We welcome your contributions and feedback (tweet or email) about any of these new features or future improvements you’d like to see.

Parent-child joins and tensors for content recommendation

Aaron Nagao

Aaron Nagao

Senior Software Engineer, Verizon Media


A real-world application of parent-child joins and tensor functions to model topic popularity for content recommendation.

Every time a user visits Yahoo.com, we build the best news stream for that user from tens of thousands of candidate articles on a variety of topics such as sports, finance, and entertainment.
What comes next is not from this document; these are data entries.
//! Shadow map stage: depth of shadow casters from the light

use std::any::Any;
use std::path::{Path, PathBuf};
use std::time::{SystemTime, UNIX_EPOCH};

use glam::{Mat4, Vec3};

use crate::backend::traits::*;
use crate::backend::types::*;
use crate::error::{RenderError, RenderResult};
use crate::pipeline::cascade::{
    build_cascade_view_projection, compute_cascade_splits, depth_limit_for_distance,
    frustum_corners_world, CascadeLevel, CascadeView, DepthCascadeLimits, MAX_CASCADES,
};
use crate::pipeline::{draw_queue, CommonStages, PipelineStage, SharedNames, SharedResources, StageContext};
use crate::queue::RenderQueue;
use crate::scene::{Camera, DirectionalLight};
use crate::visibility::VisibilityManager;
use crate::ShadowConfig;

/// Device objects of one cascade
#[derive(Debug, Clone, Copy)]
struct CascadeTargets {
    depth: TextureHandle,
    binding: TextureBindingHandle,
    framebuffer: FramebufferHandle,
    light_projection: BufferHandle,
    light_view: BufferHandle,
    light_view_projection: BufferHandle,
}

impl CascadeTargets {
    fn create(factory: &mut dyn ResourceFactory, config: &ShadowConfig, index: usize) -> BackendResult<Self> {
        let depth = factory.create_texture(&TextureDescriptor {
            label: Some(format!("shadow cascade {index}")),
            width: config.map_width,
            height: config.map_height,
            mip_levels: 1,
            format: TextureFormat::R16Uint,
            options: TextureCreateOptions::DepthStencil,
        })?;
        let binding = factory.create_texture_binding(depth)?;
        let framebuffer = factory.create_framebuffer(&FramebufferDescriptor {
            color: None,
            depth: Some(depth),
        })?;
        Ok(Self {
            depth,
            binding,
            framebuffer,
            light_projection: factory
                .create_constant_buffer(ShaderConstantType::Matrix4x4, SharedNames::LIGHT_PROJECTION_MATRIX)?,
            light_view: factory
                .create_constant_buffer(ShaderConstantType::Matrix4x4, SharedNames::LIGHT_VIEW_MATRIX)?,
            light_view_projection: factory.create_constant_buffer(
                ShaderConstantType::Matrix4x4,
                SharedNames::LIGHT_VIEW_PROJECTIONS[index],
            )?,
        })
    }

    fn destroy(&self, factory: &mut dyn ResourceFactory) {
        factory.destroy(self.framebuffer.into());
        factory.destroy(self.binding.into());
        factory.destroy(self.depth.into());
        factory.destroy(self.light_projection.into());
        factory.destroy(self.light_view.into());
        factory.destroy(self.light_view_projection.into());
    }
}

/// Renders shadow casters into one to three depth cascades.
///
/// Cascade textures are published as `binding_name`, `{binding_name}Mid` and
/// `{binding_name}Far`. With fewer cascades the unused names alias the first
/// cascade and get a depth limit of zero, so the standard pass never selects
/// them.
///
/// Each cascade collects and sorts from its own light position; the viewpoint
/// passed to [`PipelineStage::execute_stage`] is not used.
pub struct ShadowMapStage {
    enabled: bool,
    config: ShadowConfig,
    queue: RenderQueue,
    light_position: Vec3,
    pinned_position: bool,
    views: [CascadeView; MAX_CASCADES],
    limits: DepthCascadeLimits,
    owner: Option<ContextId>,
    targets: Vec<CascadeTargets>,
    depth_limits: Option<BufferHandle>,
    take_screenshot: bool,
    screenshot_dir: PathBuf,
    last_saved_path: Option<PathBuf>,
}

impl ShadowMapStage {
    pub fn new(config: &ShadowConfig, screenshot_dir: impl Into<PathBuf>) -> Self {
        let mut config = config.clone();
        config.cascade_count = config.cascade_count.clamp(1, MAX_CASCADES as u32);
        let light_position = -DirectionalLight::default().direction() * config.light_distance;

        Self {
            enabled: true,
            config,
            queue: RenderQueue::new(),
            light_position,
            pinned_position: false,
            views: [CascadeView::default(); MAX_CASCADES],
            limits: DepthCascadeLimits::default(),
            owner: None,
            targets: Vec::new(),
            depth_limits: None,
            take_screenshot: false,
            screenshot_dir: screenshot_dir.into(),
            last_saved_path: None,
        }
    }

    pub fn cascade_count(&self) -> usize {
        self.config.cascade_count as usize
    }

    pub fn map_size(&self) -> (u32, u32) {
        (self.config.map_width, self.config.map_height)
    }

    /// Fix the light position used in single-map mode
    pub fn set_light_position(&mut self, position: Vec3) {
        self.light_position = position;
        self.pinned_position = true;
    }

    pub fn light_position(&self) -> Vec3 {
        self.light_position
    }

    /// Light matrices of a cascade as of the last update
    pub fn cascade_view(&self, level: CascadeLevel) -> &CascadeView {
        &self.views[level.index()]
    }

    pub fn depth_limits(&self) -> DepthCascadeLimits {
        self.limits
    }

    /// Save the first cascade to a PNG after the next execution
    pub fn save_next_frame(&mut self) {
        self.take_screenshot = true;
    }

    pub fn screenshot_pending(&self) -> bool {
        self.take_screenshot
    }

    pub fn set_screenshot_dir(&mut self, dir: impl Into<PathBuf>) {
        self.screenshot_dir = dir.into();
    }

    pub fn last_saved_path(&self) -> Option<&Path> {
        self.last_saved_path.as_deref()
    }

    /// Depth texture of a cascade; unused levels share the first cascade's
    pub fn depth_texture(&self, level: CascadeLevel) -> Option<TextureHandle> {
        self.targets_for(level).map(|t| t.depth)
    }

    fn targets_for(&self, level: CascadeLevel) -> Option<&CascadeTargets> {
        self.targets
            .get(level.index())
            .or_else(|| self.targets.first())
    }

    /// Read back a cascade and write it as a grayscale PNG named after the
    /// current time in milliseconds
    pub fn save_depth_texture(
        &mut self,
        factory: &mut dyn ResourceFactory,
        level: CascadeLevel,
    ) -> RenderResult<PathBuf> {
        let depth = self
            .depth_texture(level)
            .ok_or_else(|| RenderError::MissingFramebuffer {
                stage: CommonStages::SHADOW_MAP.to_string(),
            })?;
        let readback = factory.read_texture_data(depth)?;
        let rgba = depth_to_rgba(&readback.to_u16());

        let millis = SystemTime::now()
            .duration_since(UNIX_EPOCH)
            .map(|d| d.as_millis())
            .unwrap_or_default();
        let path = self.screenshot_dir.join(format!("{millis}.png"));

        log::info!(
            "Saving file: {} x {}, ratio:{}",
            readback.width,
            readback.height,
            readback.width as f64 / readback.height as f64
        );
        image::save_buffer(
            &path,
            &rgba,
            readback.width,
            readback.height,
            image::ColorType::Rgba8,
        )?;

        self.last_saved_path = Some(path.clone());
        Ok(path)
    }

    fn update_single(&mut self, camera: &Camera, direction: Vec3) {
        if !self.pinned_position {
            self.light_position = -direction * self.config.light_distance;
        }
        let view = CascadeView::orthographic(
            self.light_position,
            direction,
            self.config.single_extent,
            self.config.light_distance * 2.0,
        );
        self.views = [view; MAX_CASCADES];
        let limit = depth_limit_for_distance(camera.projection_matrix(), camera.far);
        self.limits = DepthCascadeLimits::new(limit, 0.0, 0.0);
    }

    fn update_cascaded(&mut self, camera: &Camera, direction: Vec3) {
        let count = self.cascade_count();
        let view = camera.view_matrix();
        let projection = camera.projection_matrix();
        let splits =
            compute_cascade_splits(count, camera.near, camera.far, self.config.split_lambda);

        let mut limits = [0.0f32; MAX_CASCADES];
        let mut slice_near = camera.near;
        for i in 0..count {
            let corners = frustum_corners_world(view, projection, slice_near, splits[i]);
            self.views[i] = build_cascade_view_projection(
                direction,
                &corners,
                self.config.map_width,
                self.config.light_distance,
            );
            limits[i] = depth_limit_for_distance(projection, splits[i]);
            slice_near = splits[i];
        }
        for i in count..MAX_CASCADES {
            self.views[i] = self.views[0];
        }

        self.light_position = self.views[0].eye;
        self.limits = DepthCascadeLimits::new(limits[0], limits[1], limits[2]);
    }

    fn release_targets(&mut self, factory: &mut dyn ResourceFactory) {
        for targets in self.targets.drain(..) {
            targets.destroy(factory);
        }
        if let Some(buffer) = self.depth_limits.take() {
            factory.destroy(buffer.into());
        }
    }

    fn publish(&self, shared: &mut SharedResources) {
        let Some(first) = self.targets.first() else {
            return;
        };
        let base = &self.config.binding_name;
        let names = [base.clone(), format!("{base}Mid"), format!("{base}Far")];
        for (i, name) in names.into_iter().enumerate() {
            let targets = self.targets.get(i).unwrap_or(first);
            shared.set_texture(name, targets.binding);
            shared.set_buffer(SharedNames::LIGHT_VIEW_PROJECTIONS[i], targets.light_view_projection);
        }
        shared.set_buffer(SharedNames::LIGHT_PROJECTION_MATRIX, first.light_projection);
        shared.set_buffer(SharedNames::LIGHT_VIEW_MATRIX, first.light_view);
        if let Some(limits) = self.depth_limits {
            shared.set_buffer(SharedNames::DEPTH_LIMITS, limits);
        }
    }

    fn write_matrices(
        factory: &mut dyn ResourceFactory,
        targets: &CascadeTargets,
        view: &CascadeView,
    ) -> BackendResult<()> {
        factory.write_buffer(targets.light_projection, 0, bytemuck::bytes_of(&view.projection))?;
        factory.write_buffer(targets.light_view, 0, bytemuck::bytes_of(&view.view))?;
        let view_projection: Mat4 = view.view_projection();
        factory.write_buffer(targets.light_view_projection, 0, bytemuck::bytes_of(&view_projection))
    }
}

/// Map 16-bit depth to opaque gray, the far plane white
pub fn depth_to_rgba(depth: &[u16]) -> Vec<u8> {
    depth
        .iter()
        .flat_map(|&d| {
            let v = (d as f32 / u16::MAX as f32 * 255.0).round() as u8;
            [v, v, v, 255]
        })
        .collect()
}

impl PipelineStage for ShadowMapStage {
    fn name(&self) -> &str {
        CommonStages::SHADOW_MAP
    }

    fn enabled(&self) -> bool {
        self.enabled
    }

    fn set_enabled(&mut self, enabled: bool) {
        self.enabled = enabled;
    }

    fn update(&mut self, camera: &Camera, light: &DirectionalLight) {
        let direction = light.direction();
        if self.cascade_count() == 1 {
            self.update_single(camera, direction);
        } else {
            self.update_cascaded(camera, direction);
        }
    }

    fn change_render_context(
        &mut self,
        rc: &mut dyn RenderContext,
        shared: &mut SharedResources,
    ) -> RenderResult<()> {
        self.release(rc);

        self.owner = Some(rc.context_id());
        let factory = rc.resource_factory();
        for i in 0..self.cascade_count() {
            let targets = CascadeTargets::create(factory, &self.config, i)?;
            self.targets.push(targets);
        }
        self.depth_limits =
            Some(factory.create_constant_buffer(ShaderConstantType::Float4, SharedNames::DEPTH_LIMITS)?);

        self.publish(shared);
        log::debug!(
            "ShadowMap: created {} cascade(s) of {}x{} on {}",
            self.targets.len(),
            self.config.map_width,
            self.config.map_height,
            rc.backend_type()
        );
        Ok(())
    }

    fn release(&mut self, rc: &mut dyn RenderContext) {
        if self.owner == Some(rc.context_id()) {
            self.release_targets(rc.resource_factory());
        } else {
            // Objects of another context die with it
            self.targets.clear();
            self.depth_limits = None;
        }
        self.owner = None;
    }

    fn execute_stage(
        &mut self,
        ctx: &mut StageContext<'_>,
        visibility: &mut dyn VisibilityManager,
        _viewpoint: Vec3,
    ) -> RenderResult<()> {
        let depth_limits = match self.depth_limits {
            Some(buffer) if !self.targets.is_empty() => buffer,
            _ => {
                return Err(RenderError::MissingFramebuffer {
                    stage: CommonStages::SHADOW_MAP.to_string(),
                })
            }
        };
        ctx.rc
            .resource_factory()
            .write_buffer(depth_limits, 0, bytemuck::bytes_of(&self.limits))?;

        for (i, targets) in self.targets.iter().enumerate() {
            let view = &self.views[i];
            Self::write_matrices(ctx.rc.resource_factory(), targets, view)?;
            ctx.shared
                .set_buffer(SharedNames::LIGHT_PROJECTION_MATRIX, targets.light_projection);
            ctx.shared.set_buffer(SharedNames::LIGHT_VIEW_MATRIX, targets.light_view);

            ctx.rc.clear_scissor_rectangle();
            ctx.rc.set_framebuffer(targets.framebuffer)?;
            ctx.rc.clear_buffer()?;
            ctx.rc
                .set_viewport(Viewport::new(0, 0, self.config.map_width, self.config.map_height));

            self.queue.clear();
            let collected = visibility.collect_visible_objects_in(
                &mut self.queue,
                CommonStages::SHADOW_MAP,
                view.eye,
                &view.frustum(),
            );
            self.queue.sort();
            let drawn = draw_queue(&self.queue, ctx, visibility, CommonStages::SHADOW_MAP)?;
            log::debug!("ShadowMap cascade {i}: collected {collected}, drew {drawn}");
        }
        // Unused cascades alias the first, which is also the standard default
        if let Some(first) = self.targets.first() {
            ctx.shared
                .set_buffer(SharedNames::LIGHT_PROJECTION_MATRIX, first.light_projection);
            ctx.shared.set_buffer(SharedNames::LIGHT_VIEW_MATRIX, first.light_view);
        }

        if self.take_screenshot {
            self.take_screenshot = false;
            match self.save_depth_texture(ctx.rc.resource_factory(), CascadeLevel::Near) {
                Ok(path) => log::info!("Saved shadow map to {}", path.display()),
                Err(err) => log::error!("Failed to save shadow map: {err}"),
            }
        }
        Ok(())
    }

    fn as_any(&self) -> &dyn Any {
        self
    }

    fn as_any_mut(&mut self) -> &mut dyn Any {
        self
    }
}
To rank these articles, a key feature is the topic’s click-through rate (CTR), a real-time popularity metric aggregated over all articles of that topic. There are two reasons why topic CTR is an important feature for machine-learned ranking:

  1. It helps the cold-start problem by allowing the model to use the popularity of other articles of that topic as a prior for new articles.
  2. It reduces a high-dimensional categorical feature like a topic to a single numerical feature (its mean CTR)—this mean encoding is needed for a model to incorporate topics.

In this blog post, we describe how we model topic CTRs using two modern features of Vespa: parent-child joins and tensor functions. Vespa, the open source big data serving engine created by Yahoo, powers all of our content recommendations in real-time for millions of users at scale.

To model ranking features in Vespa, most features like an article’s length or age are simple properties of the document which are stored within the Vespa document. In contrast, a topic CTR is shared by all documents of that topic.

A simple approach would be to feed the topic CTR to every document about that topic. But this denormalized approach both duplicates data and complicates CTR updates—the updater must first query for all documents of that topic in order to feed the updated CTR to all of them.

The standard solution for this from relational databases is joins through foreign keys, and such joins are supported in Vespa as parent-child relationships.

We model our relationships by storing all topic CTRs in a single “global” document, and each of our articles has a foreign key that points to that global document, as shown in the Figure. This way, when updating CTRs we only need to update the global document and not each individual article, avoiding data duplication.

Global document

When ranking articles, Vespa uses the foreign key to do a real-time join between each article and the global document to retrieve the topic CTRs. Vespa co-locates the global document on the article content node to reduce the latency of this real-time join, also represented in the Figure.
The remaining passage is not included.